Specify the source of quantizer parameters as one of these:

  • Specify via dialog –– Enter the boundary points and the codebook values using the parameters in the dialog box.

  • Input port –– Specify the parameters using the block input ports. Input the boundary points and the codebook values using ports B and C, respectively.

Specify one of these partitioning methods to interpret the boundary points you enter:

  • Bounded –– Select this option to create a bounded quantizer.

    For example, when you enter these boundary points:

    [0 0.5 3.7 5.8 6.0 11]

    The block assigns any input values between 0 and 0.5 to index 0, input values between 0.5 and 3.7 to index 1, and so on. The block assigns any values that are less than 0 to index 0, the lowest index value. The block assigns any values that are greater than 11 to index 4, the highest index value.

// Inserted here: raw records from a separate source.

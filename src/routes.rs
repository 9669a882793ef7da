use std::sync::Arc;

use askama::Template;
use axum::{
    extract::State,
    http::StatusCode,
    response::{Html, IntoResponse, Response},
    routing::get,
    Json, Router,
};
use chrono::Local;
use serde::Serialize;
use tower::ServiceBuilder;
use tower_http::{cors::CorsLayer, trace::TraceLayer};

use crate::config::FeedSources;
use crate::fetcher::{FeedEntry, Fetcher};

pub struct AppState {
    pub feeds: FeedSources,
    pub fetcher: Arc<Fetcher>,
    /// Browser poll interval in seconds, handed to the page template
    pub refresh_interval: u64,
}

#[derive(Template)]
#[template(path = "dashboard.html")]
pub struct DashboardTemplate {
    pub news_label: String,
    pub threats_label: String,
    pub refresh_interval: u64,
}

#[derive(Debug, Serialize)]
pub struct UpdatesResponse {
    pub news: Vec<FeedEntry>,
    pub threats: Vec<FeedEntry>,
    pub timestamp: String,
}

// Wrapper for HTML responses
struct HtmlTemplate<T>(T);

impl<T: Template> IntoResponse for HtmlTemplate<T> {
    fn into_response(self) -> Response {
        match self.0.render() {
            Ok(html) => Html(html).into_response(),
            Err(err) => (
                StatusCode::INTERNAL_SERVER_ERROR,
                format!("Failed to render template: {}", err),
            )
                .into_response(),
        }
    }
}

pub fn router(state: Arc<AppState>) -> Router {
    Router::new()
        .route("/", get(index))
        .route("/api/updates", get(updates))
        .route("/health", get(health))
        .layer(
            ServiceBuilder::new()
                .layer(TraceLayer::new_for_http())
                .layer(CorsLayer::permissive()),
        )
        .with_state(state)
}

// Route handlers
pub async fn index(State(state): State<Arc<AppState>>) -> impl IntoResponse {
    HtmlTemplate(DashboardTemplate {
        news_label: state.feeds.news.label.clone(),
        threats_label: state.feeds.cisa.label.clone(),
        refresh_interval: state.refresh_interval,
    })
}

pub async fn updates(State(state): State<Arc<AppState>>) -> Json<UpdatesResponse> {
    let (news, threats) = tokio::join!(
        state.fetcher.fetch_or_empty(&state.feeds.news),
        state.fetcher.fetch_or_empty(&state.feeds.cisa),
    );

    Json(UpdatesResponse {
        news,
        threats,
        timestamp: Local::now().format("%H:%M:%S").to_string(),
    })
}

pub async fn health() -> impl IntoResponse {
    Html("OK")
}
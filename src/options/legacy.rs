//! The legacy `.bp-config/options.json` document

use serde::{Deserialize, Deserializer};

fn deserialize_null_default<'de, D, T>(deserializer: D) -> Result<T, D::Error>
where
    D: Deserializer<'de>,
    T: Default + Deserialize<'de>,
{
    Ok(Option::deserialize(deserializer)?.unwrap_or_default())
}

/// A preprocess command, written either as a single string or as an argv list
#[derive(Debug, Clone, PartialEq, Eq, Deserialize)]
#[serde(untagged)]
pub enum LegacyCommand {
    Line(String),
    Argv(Vec<String>),
}

impl LegacyCommand {
    pub fn to_line(&self) -> String {
        match self {
            LegacyCommand::Line(line) => line.clone(),
            LegacyCommand::Argv(argv) => argv.join(" "),
        }
    }
}

/// `ADDITIONAL_PREPROCESS_CMDS` accepts a bare string or a list of commands
#[derive(Debug, Clone, PartialEq, Eq, Deserialize)]
#[serde(untagged)]
pub enum LegacyCommands {
    Single(String),
    Many(Vec<LegacyCommand>),
}

impl Default for LegacyCommands {
    fn default() -> Self {
        LegacyCommands::Many(Vec::new())
    }
}

impl LegacyCommands {
    /// One line per command; blank commands are dropped.
    pub fn to_lines(&self) -> Vec<String> {
        let lines = match self {
            LegacyCommands::Single(line) => vec![line.clone()],
            LegacyCommands::Many(commands) => commands.iter().map(LegacyCommand::to_line).collect(),
        };
        lines
            .into_iter()
            .filter(|line| !line.trim().is_empty())
            .collect()
    }
}

/// Flat view of every options.json key this buildpack still understands.
///
/// Unknown keys are ignored and `null` reads as absent.
#[derive(Debug, Clone, Default, PartialEq, Eq, Deserialize)]
pub struct LegacyOptions {
    #[serde(rename = "WEB_SERVER", default, deserialize_with = "deserialize_null_default")]
    pub web_server: String,
    #[serde(rename = "PHP_VERSION", default, deserialize_with = "deserialize_null_default")]
    pub php_version: String,
    #[serde(rename = "ADMIN_EMAIL", default, deserialize_with = "deserialize_null_default")]
    pub admin_email: String,
    #[serde(rename = "APP_START_CMD", default, deserialize_with = "deserialize_null_default")]
    pub app_start_cmd: String,
    #[serde(rename = "WEBDIR", default, deserialize_with = "deserialize_null_default")]
    pub web_dir: String,
    #[serde(rename = "LIBDIR", default, deserialize_with = "deserialize_null_default")]
    pub lib_dir: String,
    #[serde(rename = "PHP_EXTENSIONS", default, deserialize_with = "deserialize_null_default")]
    pub php_extensions: Vec<String>,
    #[serde(rename = "ZEND_EXTENSIONS", default, deserialize_with = "deserialize_null_default")]
    pub zend_extensions: Vec<String>,
    #[serde(
        rename = "ADDITIONAL_PREPROCESS_CMDS",
        default,
        deserialize_with = "deserialize_null_default"
    )]
    pub additional_commands: LegacyCommands,
    #[serde(rename = "HTTPD_VERSION", default, deserialize_with = "deserialize_null_default")]
    pub httpd_version: String,
    #[serde(rename = "NGINX_VERSION", default, deserialize_with = "deserialize_null_default")]
    pub nginx_version: String,
    #[serde(rename = "COMPOSER_VERSION", default, deserialize_with = "deserialize_null_default")]
    pub composer_version: String,
    #[serde(
        rename = "COMPOSER_INSTALL_OPTIONS",
        default,
        deserialize_with = "deserialize_null_default"
    )]
    pub composer_install_options: Vec<String>,
    #[serde(
        rename = "COMPOSER_INSTALL_GLOBAL",
        default,
        deserialize_with = "deserialize_null_default"
    )]
    pub composer_install_global: Vec<String>,
    #[serde(rename = "COMPOSER_VENDOR_DIR", default, deserialize_with = "deserialize_null_default")]
    pub composer_vendor_dir: String,
}

impl LegacyOptions {
    pub fn from_json(json: &str) -> serde_json::Result<Self> {
        serde_json::from_str(json)
    }
}
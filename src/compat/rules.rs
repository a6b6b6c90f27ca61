//! Rules deciding whether a legacy app can be migrated automatically

use crate::error::{CompatError, Result};
use crate::fs::FileSystem;
use crate::options::{Options, BP_CONFIG_DIR};
use crate::progress::{MigrationEvent, MigrationHandler};
use std::path::Path;
use tracing::debug;

/// Everything a rule may look at
pub struct RuleContext<'a> {
    pub app_root: &'a Path,
    pub fs: &'a dyn FileSystem,
    pub options: &'a Options,
    pub handler: &'a dyn MigrationHandler,
}

pub trait MigrationRule: Send + Sync {
    fn name(&self) -> &'static str;
    fn check(&self, ctx: &RuleContext<'_>) -> Result<()>;
}

/// Fails when `.bp-config/<dir>` carries web server config snippets
pub struct CustomServerConfigRule {
    server: &'static str,
    dir: &'static str,
    extension: &'static str,
}

impl CustomServerConfigRule {
    pub const HTTPD: Self = Self::new("HTTPD", "httpd", "conf");
    pub const NGINX: Self = Self::new("Nginx", "nginx", "conf");

    pub const fn new(server: &'static str, dir: &'static str, extension: &'static str) -> Self {
        Self {
            server,
            dir,
            extension,
        }
    }
}

impl MigrationRule for CustomServerConfigRule {
    fn name(&self) -> &'static str {
        "CustomServerConfig"
    }

    fn check(&self, ctx: &RuleContext<'_>) -> Result<()> {
        let config_dir = ctx.app_root.join(BP_CONFIG_DIR).join(self.dir);
        let count = ctx
            .fs
            .walk_files(&config_dir)?
            .iter()
            .filter(|path| {
                path.extension()
                    .and_then(|e| e.to_str())
                    .is_some_and(|e| e == self.extension)
            })
            .count();

        if count == 0 {
            return Ok(());
        }

        ctx.handler.on_event(&MigrationEvent::CustomServerConfig {
            server: self.server.to_string(),
            dir: self.dir.to_string(),
            count,
        });
        Err(CompatError::MigrationFailure)
    }
}

/// Fails when a web app expects its files to be moved into a WEBDIR that does not exist
pub struct WebDirRule;

impl MigrationRule for WebDirRule {
    fn name(&self) -> &'static str {
        "WebDir"
    }

    fn check(&self, ctx: &RuleContext<'_>) -> Result<()> {
        let web_dir = ctx.options.effective_web_dir();
        if ctx.fs.is_dir(&ctx.app_root.join(web_dir)) {
            return Ok(());
        }

        // only an index.php at the root makes this a web app
        if !ctx.fs.is_file(&ctx.app_root.join("index.php")) {
            return Ok(());
        }

        ctx.handler.on_event(&MigrationEvent::WebDirMissing {
            web_dir: web_dir.to_string(),
        });
        Err(CompatError::WebDirMissing)
    }
}

pub struct RuleSet {
    rules: Vec<Box<dyn MigrationRule>>,
}

impl RuleSet {
    pub fn new() -> Self {
        Self::default()
    }

    pub fn with_rules(rules: Vec<Box<dyn MigrationRule>>) -> Self {
        Self { rules }
    }

    /// Runs every rule so each problem gets reported, then returns the first failure.
    pub fn check(&self, ctx: &RuleContext<'_>) -> Result<()> {
        let mut first_failure = None;
        for rule in &self.rules {
            if let Err(e) = rule.check(ctx) {
                debug!(rule = rule.name(), error = %e, "Rule failed");
                first_failure.get_or_insert(e);
            }
        }

        match first_failure {
            Some(e) => Err(e),
            None => Ok(()),
        }
    }
}

impl Default for RuleSet {
    fn default() -> Self {
        Self {
            rules: vec![
                Box::new(CustomServerConfigRule::HTTPD),
                Box::new(CustomServerConfigRule::NGINX),
                Box::new(WebDirRule),
            ],
        }
    }
}
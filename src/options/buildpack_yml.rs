//! The `buildpack.yml` document consumed by the current PHP buildpacks

use super::legacy::LegacyOptions;
use super::version::translate_php_version;
use super::{DEFAULT_WEB_DIR, DEFAULT_WEB_SERVER};
use serde::{Deserialize, Serialize};

/// Options for the whole PHP buildpack family
#[derive(Debug, Clone, Default, PartialEq, Eq, Serialize, Deserialize)]
pub struct Options {
    #[serde(default, skip_serializing_if = "HttpdOptions::is_empty")]
    pub httpd: HttpdOptions,
    #[serde(default, skip_serializing_if = "PhpOptions::is_empty")]
    pub php: PhpOptions,
    #[serde(default, skip_serializing_if = "NginxOptions::is_empty")]
    pub nginx: NginxOptions,
    #[serde(default, skip_serializing_if = "ComposerOptions::is_empty")]
    pub composer: ComposerOptions,
}

#[derive(Debug, Clone, Default, PartialEq, Eq, Serialize, Deserialize)]
pub struct PhpOptions {
    #[serde(default, skip_serializing_if = "String::is_empty")]
    pub webserver: String,
    #[serde(default, skip_serializing_if = "String::is_empty")]
    pub version: String,
    #[serde(default, skip_serializing_if = "String::is_empty")]
    pub serveradmin: String,
    #[serde(default, skip_serializing_if = "String::is_empty")]
    pub script: String,
    #[serde(default, skip_serializing_if = "String::is_empty")]
    pub webdirectory: String,
    #[serde(default, skip_serializing_if = "String::is_empty")]
    pub libdirectory: String,

    /// Migrated into an ini snippet, never written to buildpack.yml
    #[serde(skip)]
    pub extensions: Vec<String>,
    #[serde(skip)]
    pub zend_extensions: Vec<String>,
    /// Migrated into a `.profile.d` script
    #[serde(skip)]
    pub additional_commands: Vec<String>,
}

impl PhpOptions {
    pub fn is_empty(&self) -> bool {
        self.webserver.is_empty()
            && self.version.is_empty()
            && self.serveradmin.is_empty()
            && self.script.is_empty()
            && self.webdirectory.is_empty()
            && self.libdirectory.is_empty()
    }
}

#[derive(Debug, Clone, Default, PartialEq, Eq, Serialize, Deserialize)]
pub struct HttpdOptions {
    #[serde(default, skip_serializing_if = "String::is_empty")]
    pub version: String,
}

impl HttpdOptions {
    pub fn is_empty(&self) -> bool {
        self.version.is_empty()
    }
}

#[derive(Debug, Clone, Default, PartialEq, Eq, Serialize, Deserialize)]
pub struct NginxOptions {
    #[serde(default, skip_serializing_if = "String::is_empty")]
    pub version: String,
}

impl NginxOptions {
    pub fn is_empty(&self) -> bool {
        self.version.is_empty()
    }
}

#[derive(Debug, Clone, Default, PartialEq, Eq, Serialize, Deserialize)]
pub struct ComposerOptions {
    #[serde(default, skip_serializing_if = "String::is_empty")]
    pub version: String,
    #[serde(default, skip_serializing_if = "String::is_empty")]
    pub json_path: String,
    #[serde(default, skip_serializing_if = "Vec::is_empty")]
    pub install_options: Vec<String>,
    #[serde(default, skip_serializing_if = "Vec::is_empty")]
    pub install_global: Vec<String>,
    #[serde(default, skip_serializing_if = "String::is_empty")]
    pub vendor_directory: String,
}

impl ComposerOptions {
    pub fn is_empty(&self) -> bool {
        self.version.is_empty()
            && self.json_path.is_empty()
            && self.install_options.is_empty()
            && self.install_global.is_empty()
            && self.vendor_directory.is_empty()
    }
}

impl Options {
    /// Options used when the app carries no options.json
    pub fn with_defaults() -> Self {
        let mut options = Options::default();
        options.apply_defaults();
        options
    }

    pub fn apply_defaults(&mut self) {
        if self.php.webserver.is_empty() {
            self.php.webserver = DEFAULT_WEB_SERVER.to_string();
        }
    }

    /// WEBDIR, falling back to the legacy default of `htdocs`
    pub fn effective_web_dir(&self) -> &str {
        if self.php.webdirectory.is_empty() {
            DEFAULT_WEB_DIR
        } else {
            &self.php.webdirectory
        }
    }

    pub fn to_yaml(&self) -> serde_yaml::Result<String> {
        serde_yaml::to_string(self)
    }

    pub fn from_yaml(yaml: &str) -> serde_yaml::Result<Self> {
        serde_yaml::from_str(yaml)
    }
}

impl From<LegacyOptions> for Options {
    fn from(legacy: LegacyOptions) -> Self {
        let mut options = Options {
            httpd: HttpdOptions {
                version: legacy.httpd_version,
            },
            php: PhpOptions {
                webserver: legacy.web_server,
                version: translate_php_version(&legacy.php_version),
                serveradmin: legacy.admin_email,
                script: legacy.app_start_cmd,
                webdirectory: legacy.web_dir,
                libdirectory: legacy.lib_dir,
                extensions: legacy.php_extensions,
                zend_extensions: legacy.zend_extensions,
                additional_commands: legacy.additional_commands.to_lines(),
            },
            nginx: NginxOptions {
                version: legacy.nginx_version,
            },
            composer: ComposerOptions {
                version: legacy.composer_version,
                json_path: String::new(),
                install_options: legacy.composer_install_options,
                install_global: legacy.composer_install_global,
                vendor_directory: legacy.composer_vendor_dir,
            },
        };
        options.apply_defaults();
        options
    }
}

#[cfg(test)]
mod tests {
    use super::*;

    #[test]
    fn test_from_legacy_renames_fields() {
        let legacy = LegacyOptions::from_json(
            r#"{
                "WEB_SERVER": "nginx",
                "PHP_VERSION": "{PHP_72_LATEST}",
                "ADMIN_EMAIL": "admin@example.com",
                "APP_START_CMD": "worker.php",
                "WEBDIR": "public",
                "LIBDIR": "lib",
                "PHP_EXTENSIONS": ["bz2"],
                "NGINX_VERSION": "1.14.3",
                "COMPOSER_VENDOR_DIR": "vendor"
            }"#,
        )
        .unwrap();

        let options = Options::from(legacy);
        assert_eq!(options.php.webserver, "nginx");
        assert_eq!(options.php.version, "7.2.*");
        assert_eq!(options.php.serveradmin, "admin@example.com");
        assert_eq!(options.php.script, "worker.php");
        assert_eq!(options.php.webdirectory, "public");
        assert_eq!(options.php.libdirectory, "lib");
        assert_eq!(options.php.extensions, vec!["bz2"]);
        assert_eq!(options.nginx.version, "1.14.3");
        assert_eq!(options.composer.vendor_directory, "vendor");
    }

    #[test]
    fn test_defaults_web_server_to_httpd() {
        let options = Options::from(LegacyOptions::default());
        assert_eq!(options.php.webserver, "httpd");
        assert_eq!(Options::with_defaults().php.webserver, "httpd");
    }

    #[test]
    fn test_effective_web_dir() {
        let mut options = Options::default();
        assert_eq!(options.effective_web_dir(), "htdocs");

        options.php.webdirectory = "public".to_string();
        assert_eq!(options.effective_web_dir(), "public");
    }

    #[test]
    fn test_yaml_layout() {
        let mut options = Options::with_defaults();
        options.php.version = "7.3.*".to_string();
        options.php.extensions = vec!["bz2".to_string()];
        options.composer.json_path = "app/composer.json".to_string();
        options.composer.install_options = vec!["--no-dev".to_string()];

        let yaml = options.to_yaml().unwrap();
        let value: serde_yaml::Value = serde_yaml::from_str(&yaml).unwrap();

        assert_eq!(value["php"]["webserver"].as_str(), Some("httpd"));
        assert_eq!(value["php"]["version"].as_str(), Some("7.3.*"));
        assert_eq!(value["composer"]["json_path"].as_str(), Some("app/composer.json"));
        assert_eq!(value["composer"]["install_options"][0].as_str(), Some("--no-dev"));
        assert!(value.get("httpd").is_none());
        assert!(value.get("nginx").is_none());
        assert!(!yaml.contains("extensions"));
        assert!(!yaml.contains("bz2"));
    }

    #[test]
    fn test_yaml_read_back() {
        let options = Options {
            httpd: HttpdOptions {
                version: "2.3.49".to_string(),
            },
            php: PhpOptions {
                version: "7.3.10".to_string(),
                webserver: "standalone".to_string(),
                ..Default::default()
            },
            nginx: NginxOptions {
                version: "1.14.9".to_string(),
            },
            composer: ComposerOptions {
                version: "1.8.9".to_string(),
                ..Default::default()
            },
        };

        let yaml = options.to_yaml().unwrap();
        assert_eq!(Options::from_yaml(&yaml).unwrap(), options);
    }
}
//! Reporting of detect and build events

mod handler;
mod logging;

pub use handler::{MigrationEvent, MigrationHandler, NoOpHandler, RecordingHandler, Severity};
pub use logging::LoggingHandler;
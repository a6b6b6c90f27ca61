//! php-compat - migration shim for legacy PHP buildpack configuration
//!
//! Apps written for the older PHP buildpack configure it through
//! `.bp-config/options.json`, `.extensions/`, and snippet folders under
//! `.bp-config`. The current PHP buildpacks read `buildpack.yml` instead.
//! This crate runs as a buildpack of its own: detect builds a plan from the
//! legacy options, and build translates them into `buildpack.yml` or fails
//! with instructions when the old configuration can't be carried over.
//!
//! # Example
//!
//! ```no_run
//! use php_compat::buildplan::BuildpackPlan;
//! use php_compat::compat::run_build;
//! use php_compat::config::CompatConfig;
//! use php_compat::fs::RealFileSystem;
//! use php_compat::progress::LoggingHandler;
//!
//! let fs = RealFileSystem::new();
//! let config = CompatConfig::new("/workspace");
//! let plan = BuildpackPlan::with_entry(php_compat::buildplan::LAYER);
//!
//! match run_build(&plan, &config, &fs, &LoggingHandler) {
//!     Ok(outcome) => println!("{:?}", outcome),
//!     Err(e) => eprintln!("build failed: {}", e),
//! }
//! ```
//!
//! # Project Structure
//!
//! - [`detect`]: participation and build plan requirements
//! - [`compat`]: the build-phase contributor, its rules and file migrations
//! - [`options`]: legacy options.json and buildpack.yml documents
//! - [`buildplan`]: plan files exchanged with the lifecycle

pub mod buildplan;
pub mod cli;
pub mod compat;
pub mod config;
pub mod detect;
pub mod error;
pub mod fs;
pub mod options;
pub mod progress;
pub mod util;

pub use buildplan::{BuildPlan, BuildpackPlan, LAYER};
pub use compat::{run_build, BuildOutcome, ContributionReport, Contributor};
pub use config::{CompatConfig, ConfigError};
pub use detect::{run_detect, DetectOutcome};
pub use error::CompatError;
pub use fs::{FileSystem, MockFileSystem, RealFileSystem};
pub use options::{load_options_json, write_buildpack_yml, Options};
pub use util::{init_logging, LoggingConfig};

/// Library version
pub const VERSION: &str = env!("CARGO_PKG_VERSION");

/// Library name
pub const NAME: &str = env!("CARGO_PKG_NAME");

  • Unbounded –– Select this option to create an unbounded quantizer.

    For example, when you enter these boundary points:

    [0 0.5 3.7 5.8 6.0 11]

    The block assigns any input values between 0 and 0.5 to index 1, input values between 0.5 and 3.7 to index 2, and so on. The block assigns any input values less than 0 to index 0 and any values greater than 11 to index 6.

Enter a vector of values in ascending order that represent the boundary points of the quantizer regions. These values are used to break up the set of input numbers into regions. Each region is specified by an index number.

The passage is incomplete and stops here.